- Born: 13 March 1988 (age 38) Narva, then part of Estonian SSR, Soviet Union
- Occupations: Dancer Choreographer
- Known for: Dancing with the Stars (Irish series)
- Partner: Vitali Kozmin
- Children: 3
- Family: Alika Milova (sister)

= Valeria Milova =

Estonian dancer and choreographer

Valeria Milova (born 13 March 1988) is an Estonian dancer and choreographer. She is best known for her role as a professional dancer on the Irish and Turkish versions of Dancing with the Stars.

== Career ==
Milova started dancing at the age of eight. She is a former Estonian national hip hop dancing champion and has represented her country at the World and European Latin-American Championships. She has also been a finalist in the IDSF Amateur European Union Latin Championship and WDSF World Showdance Latin Championship in 2015.

In 2015, Milova joined the Burn the Floor cruise tour.

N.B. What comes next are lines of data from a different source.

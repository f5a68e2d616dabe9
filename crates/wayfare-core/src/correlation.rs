//! Correlation ID propagation for async invocation flows.
//!
//! The correlation ID ties log spans to the JSON-RPC request that caused
//! them; it defaults to the caller-supplied request id when one exists.

use crate::ids::CorrelationId;
use std::sync::atomic::{AtomicU64, Ordering};
use std::time::{SystemTime, UNIX_EPOCH};

tokio::task_local! {
    static CORRELATION_ID: CorrelationId;
}

static CORRELATION_COUNTER: AtomicU64 = AtomicU64::new(1);

pub fn generate_correlation_id() -> CorrelationId {
    let millis = SystemTime::now()
        .duration_since(UNIX_EPOCH)
        .map(|d| d.as_millis() as u64)
        .unwrap_or(0);
    let counter = CORRELATION_COUNTER.fetch_add(1, Ordering::Relaxed);
    CorrelationId::new(format!("corr-{}-{}", millis, counter))
}

pub fn current_correlation_id() -> Option<CorrelationId> {
    CORRELATION_ID.try_with(|id| id.clone()).ok()
}

pub async fn with_correlation_id<F, T>(id: CorrelationId, fut: F) -> T
where
    F: std::future::Future<Output = T>,
{
    CORRELATION_ID.scope(id, fut).await
}

#[cfg(test)]
mod tests {
    use super::*;

    #[test]
    fn generated_ids_are_unique() {
        let a = generate_correlation_id();
        let b = generate_correlation_id();
        assert_ne!(a, b);
    }

    #[tokio::test]
    async fn correlation_id_is_scoped_to_the_task() {
        assert!(current_correlation_id().is_none());
        let id = CorrelationId::from("corr-fixed");
        let seen = with_correlation_id(id.clone(), async { current_correlation_id() }).await;
        assert_eq!(seen, Some(id));
        assert!(current_correlation_id().is_none());
    }
}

In 2019, Milova performed as a cast member of Heartbeat of Home, a live dance show produced by the producers of Riverdance. The show ran at the Piccadilly Theatre in the West End, London. Milova also served as choreographer for two numbers in the production.

Milova co-created and choreographed the ballroom dance stage production Ballroom Theatre together with dancer and choreographer Vitali Kozmin.

== Dancing with the Stars ==
===Turkey (Yok Böyle Dans)===

In 2011, Milova was announced as one of the professional dancers for Yok Böyle Dans, the Turkish version of Dancing with the Stars. Milova was paired with soccer player Pascal Nouma. They reached the final of the competition finishing in second place.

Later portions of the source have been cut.